Assignment:
Please work out how many lines include the word "parse" in the entries, and reply with only the count.

Data entries:

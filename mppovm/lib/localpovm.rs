//! POVMs on a single site.
//!
//! A [`LocalPovm`] on a *d*-dimensional system is a list of *k* positive
//! semidefinite *d* × *d* matrices summing to the identity. Elements are
//! stored flattened, one per row of a *k* × *d*² matrix, so that the
//! probability of outcome *i* for a density matrix ρ is the Hilbert-Schmidt
//! inner product `Σ_{ab} conj(E_i[a, b]) ρ[a, b]`.

use std::str::FromStr;
use nalgebra as na;
use ndarray as nd;
use num_complex::Complex64 as C64;
use once_cell::sync::OnceCell;
use crate::error::{ check_tol, PovmError, PovmResult };

/// Named single-site POVMs.
#[derive(Copy, Clone, Debug, PartialEq, Eq, Hash)]
pub enum LocalPovmKind {
    /// Generalized X basis, `d (d - 1)` outcomes.
    X,
    /// Generalized Y basis, `d (d - 1)` outcomes.
    Y,
    /// Computational basis, `d` outcomes.
    Z,
    /// Equal-weight mixture of X, Y, Z (qubits) or of X, Y (`d > 2`).
    Pauli,
}

impl FromStr for LocalPovmKind {
    type Err = PovmError;

    fn from_str(s: &str) -> PovmResult<Self> {
        match s.to_lowercase().as_str() {
            "x" => Ok(Self::X),
            "y" => Ok(Self::Y),
            "z" => Ok(Self::Z),
            "pauli" => Ok(Self::Pauli),
            _ => Err(PovmError::invalid(format!("unknown local POVM {s:?}"))),
        }
    }
}

/// A POVM on a single *d*-dimensional site.
#[derive(Clone, Debug)]
pub struct LocalPovm {
    d: usize,
    elements: nd::Array2<C64>,
    vectors: Option<nd::Array2<C64>>,
    info_complete: bool,
    probability_map: OnceCell<nd::Array2<C64>>,
    linear_inversion_map: OnceCell<nd::Array2<C64>>,
}

// v_i conj(v_j) for each row v of `vectors`, flattened
fn rank_one_elements(vectors: &nd::Array2<C64>) -> nd::Array2<C64> {
    let (k, d) = vectors.dim();
    nd::Array2::from_shape_fn((k, d * d), |(m, ab)| {
        vectors[[m, ab / d]] * vectors[[m, ab % d]].conj()
    })
}

impl LocalPovm {
    /// Create a new POVM from rank-one projectors given by the rows of
    /// `vectors` (each of length `d`).
    ///
    /// Elements are checked to sum to the identity within `eps`.
    pub fn from_vectors(vectors: nd::Array2<C64>, info_complete: bool, eps: f64)
        -> PovmResult<Self>
    {
        let d = vectors.ncols();
        let elements = rank_one_elements(&vectors);
        let povm = Self {
            d,
            elements,
            vectors: Some(vectors),
            info_complete,
            probability_map: OnceCell::new(),
            linear_inversion_map: OnceCell::new(),
        };
        povm.check_identity(eps)?;
        Ok(povm)
    }

    /// Create a new POVM from flattened elements (a `k × d²` matrix).
    pub fn from_elements(elements: nd::Array2<C64>, info_complete: bool, eps: f64)
        -> PovmResult<Self>
    {
        let dsq = elements.ncols();
        let d = (dsq as f64).sqrt().round() as usize;
        if d * d != dsq {
            return Err(PovmError::shape(format!(
                "element length {dsq} is not a square")));
        }
        let povm = Self {
            d,
            elements,
            vectors: None,
            info_complete,
            probability_map: OnceCell::new(),
            linear_inversion_map: OnceCell::new(),
        };
        povm.check_identity(eps)?;
        Ok(povm)
    }

    fn check_identity(&self, eps: f64) -> PovmResult<()> {
        let sum = self.elements.sum_axis(nd::Axis(0));
        let d = self.d;
        let dev = sum.iter().enumerate()
            .map(|(ab, x)| {
                let target = if ab / d == ab % d { 1.0 } else { 0.0 };
                (*x - target).norm()
            })
            .fold(0.0, f64::max);
        check_tol("local POVM elements must sum to the identity", dev, eps)
    }

    /// Generalized X basis measurement.
    ///
    /// For each pair `i < j`, two outcomes with vectors `(e_i ± e_j)` are
    /// included ("+" first), normalized by `sqrt(2 (d - 1))`.
    pub fn x(d: usize) -> PovmResult<Self> {
        Self::pairwise(d, C64::from(1.0))
    }

    /// Generalized Y basis measurement, like [`Self::x`] with vectors
    /// `(e_i ± i e_j)`.
    pub fn y(d: usize) -> PovmResult<Self> {
        Self::pairwise(d, C64::i())
    }

    fn pairwise(d: usize, phase: C64) -> PovmResult<Self> {
        if d < 2 {
            return Err(PovmError::invalid("X/Y POVMs need d >= 2"));
        }
        let k = d * (d - 1);
        let norm = (2.0 * (d - 1) as f64).sqrt().recip();
        let mut vectors: nd::Array2<C64> = nd::Array2::zeros((k, d));
        let pairs = (0..d).flat_map(|i| (i + 1..d).map(move |j| (i, j)));
        for (m, (i, j)) in pairs.enumerate() {
            vectors[[2 * m, i]] = C64::from(norm);
            vectors[[2 * m, j]] = phase * norm;
            vectors[[2 * m + 1, i]] = C64::from(norm);
            vectors[[2 * m + 1, j]] = -phase * norm;
        }
        Self::from_vectors(vectors, false, crate::DEFAULT_EPS)
    }

    /// Computational basis measurement.
    pub fn z(d: usize) -> PovmResult<Self> {
        if d < 1 {
            return Err(PovmError::invalid("Z POVM needs d >= 1"));
        }
        let vectors = nd::Array2::from_shape_fn((d, d), |(i, j)| {
            if i == j { C64::from(1.0) } else { C64::from(0.0) }
        });
        Self::from_vectors(vectors, false, crate::DEFAULT_EPS)
    }

    /// Construct a named POVM.
    pub fn new(kind: LocalPovmKind, d: usize) -> PovmResult<Self> {
        match kind {
            LocalPovmKind::X => Self::x(d),
            LocalPovmKind::Y => Self::y(d),
            LocalPovmKind::Z => Self::z(d),
            LocalPovmKind::Pauli => Self::pauli(d),
        }
    }

    /// Weighted union of the outcomes of several POVMs on the same system.
    ///
    /// Weights must be non-negative and sum to 1. Element lists are
    /// concatenated after scaling each by its weight; when every part has
    /// vectors, the vectors are scaled by the square root of the weight.
    pub fn combine(parts: &[(&LocalPovm, f64)], info_complete: bool)
        -> PovmResult<Self>
    {
        let d = parts.first()
            .ok_or_else(|| PovmError::invalid("cannot combine zero POVMs"))?
            .0.d;
        if parts.iter().any(|(p, _)| p.d != d) {
            return Err(PovmError::shape("combined POVMs act on different dimensions"));
        }
        if parts.iter().any(|(_, w)| *w < 0.0) {
            return Err(PovmError::invalid("negative POVM weight"));
        }
        let wsum: f64 = parts.iter().map(|(_, w)| w).sum();
        check_tol("POVM weights must sum to 1", (wsum - 1.0).abs(), 1e-12)?;
        let elements: Vec<nd::Array2<C64>>
            = parts.iter()
            .map(|(p, w)| p.elements.mapv(|x| x * *w))
            .collect();
        let views: Vec<nd::ArrayView2<C64>> = elements.iter().map(|e| e.view()).collect();
        let elements = nd::concatenate(nd::Axis(0), &views)
            .map_err(|e| PovmError::shape(e.to_string()))?;
        let vectors: Option<nd::Array2<C64>>
            = parts.iter()
            .map(|(p, w)| p.vectors.as_ref().map(|v| v.mapv(|x| x * w.sqrt())))
            .collect::<Option<Vec<_>>>()
            .map(|vs| {
                let views: Vec<nd::ArrayView2<C64>> = vs.iter().map(|v| v.view()).collect();
                nd::concatenate(nd::Axis(0), &views)
            })
            .transpose()
            .map_err(|e| PovmError::shape(e.to_string()))?;
        let povm = Self {
            d,
            elements,
            vectors,
            info_complete,
            probability_map: OnceCell::new(),
            linear_inversion_map: OnceCell::new(),
        };
        povm.check_identity(crate::DEFAULT_EPS)?;
        Ok(povm)
    }

    /// The Pauli POVM: X, Y, Z each with weight 1/3 for `d = 2`, otherwise
    /// X and Y each with weight 1/2.
    pub fn pauli(d: usize) -> PovmResult<Self> {
        let parts = Self::pauli_parts(d)?;
        let w = 1.0 / parts.len() as f64;
        let weighted: Vec<(&LocalPovm, f64)> = parts.iter().map(|p| (p, w)).collect();
        Self::combine(&weighted, true)
    }

    /// The components of [`Self::pauli`]: `[X, Y, Z]` for `d = 2`, otherwise
    /// `[X, Y]`.
    pub fn pauli_parts(d: usize) -> PovmResult<Vec<Self>> {
        if d == 2 {
            Ok(vec![Self::x(d)?, Self::y(d)?, Self::z(d)?])
        } else {
            Ok(vec![Self::x(d)?, Self::y(d)?])
        }
    }

    /// Local dimension *d*.
    pub fn dim(&self) -> usize { self.d }

    /// Number of outcomes *k*.
    pub fn num_outcomes(&self) -> usize { self.elements.nrows() }

    /// Flattened elements, one per row.
    pub fn elements(&self) -> &nd::Array2<C64> { &self.elements }

    /// Rank-one vectors, if the POVM was built from them.
    pub fn vectors(&self) -> Option<&nd::Array2<C64>> { self.vectors.as_ref() }

    /// Return `true` if the elements span the operator space.
    pub fn is_informationally_complete(&self) -> bool { self.info_complete }

    /// The `i`-th element as a *d* × *d* matrix.
    pub fn element(&self, i: usize) -> Option<nd::Array2<C64>> {
        (i < self.num_outcomes()).then(|| {
            self.elements.row(i).to_owned()
                .into_shape((self.d, self.d))
                .expect("element has d^2 entries")
        })
    }

    /// Elements as a `k × d × d` tensor.
    pub fn element_tensor(&self) -> nd::Array3<C64> {
        self.elements.clone()
            .into_shape((self.num_outcomes(), self.d, self.d))
            .expect("elements have d^2 entries")
    }

    /// The map from a flattened density matrix to outcome probabilities,
    /// `p = P · vec(ρ)` with `P[i, ab] = conj(E_i[a, b])`.
    pub fn probability_map(&self) -> &nd::Array2<C64> {
        self.probability_map.get_or_init(|| self.elements.mapv(|x| x.conj()))
    }

    /// Pseudoinverse of [`Self::probability_map`], mapping outcome
    /// probabilities back to a flattened density matrix.
    ///
    /// Singular values below `rcond` times the largest are discarded. The map
    /// is computed on first use and cached, so later calls return the result
    /// for the first `rcond`.
    pub fn linear_inversion_map(&self, rcond: f64) -> PovmResult<&nd::Array2<C64>> {
        self.linear_inversion_map.get_or_try_init(|| {
            let pmap = self.probability_map();
            let (k, dsq) = pmap.dim();
            let mat = na::DMatrix::from_row_iterator(k, dsq, pmap.iter().copied());
            let svd = mat.svd(true, true);
            let smax = svd.singular_values.max();
            let pinv = svd.pseudo_inverse(rcond * smax)
                .map_err(|e| PovmError::invalid(e.to_string()))?;
            Ok(nd::Array2::from_shape_fn((dsq, k), |(i, j)| pinv[(i, j)]))
        })
    }
}

#[cfg(test)]
mod test {
    use super::*;
    use rand::{ rngs::StdRng, Rng, SeedableRng };

    fn identity_dev(povm: &LocalPovm) -> f64 {
        let d = povm.dim();
        let mut sum: nd::Array2<C64> = nd::Array2::zeros((d, d));
        for i in 0..povm.num_outcomes() {
            sum += &povm.element(i).unwrap();
        }
        sum.indexed_iter()
            .map(|((a, b), x)| (*x - if a == b { 1.0 } else { 0.0 }).norm())
            .fold(0.0, f64::max)
    }

    #[test]
    fn sums_to_identity() {
        for d in 2..6 {
            for kind in [LocalPovmKind::X, LocalPovmKind::Y, LocalPovmKind::Z, LocalPovmKind::Pauli] {
                let povm = LocalPovm::new(kind, d).unwrap();
                assert!(identity_dev(&povm) < 1e-12, "{kind:?} d={d}");
            }
        }
    }

    #[test]
    fn outcome_counts() {
        assert_eq!(LocalPovm::x(3).unwrap().num_outcomes(), 6);
        assert_eq!(LocalPovm::z(3).unwrap().num_outcomes(), 3);
        assert_eq!(LocalPovm::pauli(2).unwrap().num_outcomes(), 6);
        assert_eq!(LocalPovm::pauli(3).unwrap().num_outcomes(), 12);
        assert!(LocalPovm::pauli(2).unwrap().is_informationally_complete());
        assert!(!LocalPovm::x(2).unwrap().is_informationally_complete());
    }

    #[test]
    fn pauli_qubit_elements() {
        let povm = LocalPovm::pauli(2).unwrap();
        // outcome 3 is "y-" with weight 1/3
        let e = povm.element(3).unwrap();
        let expect = nd::arr2(&[
            [C64::new(0.5, 0.0), C64::new(0.0, 0.5)],
            [C64::new(0.0, -0.5), C64::new(0.5, 0.0)],
        ]).mapv(|x| x / 3.0);
        assert!(e.iter().zip(expect.iter()).all(|(a, b)| (a - b).norm() < 1e-12));
        let v = povm.vectors().unwrap();
        assert!((v[[0, 0]].norm_sqr() - 1.0 / 6.0).abs() < 1e-12);
    }

    #[test]
    fn combine_rejects_bad_weights() {
        let x = LocalPovm::x(2).unwrap();
        let z = LocalPovm::z(2).unwrap();
        assert!(LocalPovm::combine(&[(&x, 0.5), (&z, 0.4)], false).is_err());
        assert!(LocalPovm::combine(&[(&x, 0.5), (&LocalPovm::z(3).unwrap(), 0.5)], false).is_err());
        assert!(LocalPovm::combine(&[(&x, 0.25), (&z, 0.75)], false).is_ok());
    }

    #[test]
    fn linear_inversion_recovers_state() {
        let mut rng = StdRng::seed_from_u64(10546);
        for d in [2, 3] {
            let povm = LocalPovm::pauli(d).unwrap();
            let a = nd::Array2::from_shape_fn((d, d), |_| {
                C64::new(rng.gen::<f64>() - 0.5, rng.gen::<f64>() - 0.5)
            });
            let rho = a.dot(&a.t().mapv(|x| x.conj()));
            let tr: C64 = rho.diag().sum();
            let rho = rho.mapv(|x| x / tr);
            let vec = rho.clone().into_shape(d * d).unwrap();
            let p = povm.probability_map().dot(&vec);
            let psum: C64 = p.sum();
            assert!((psum - 1.0).norm() < 1e-12);
            let back = povm.linear_inversion_map(crate::DEFAULT_RCOND).unwrap().dot(&p);
            assert!(back.iter().zip(vec.iter()).all(|(a, b)| (a - b).norm() < 1e-10));
        }
    }

    #[test]
    fn kind_from_str() {
        assert_eq!("Pauli".parse::<LocalPovmKind>().unwrap(), LocalPovmKind::Pauli);
        assert!("w".parse::<LocalPovmKind>().is_err());
    }
}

Written solution:
2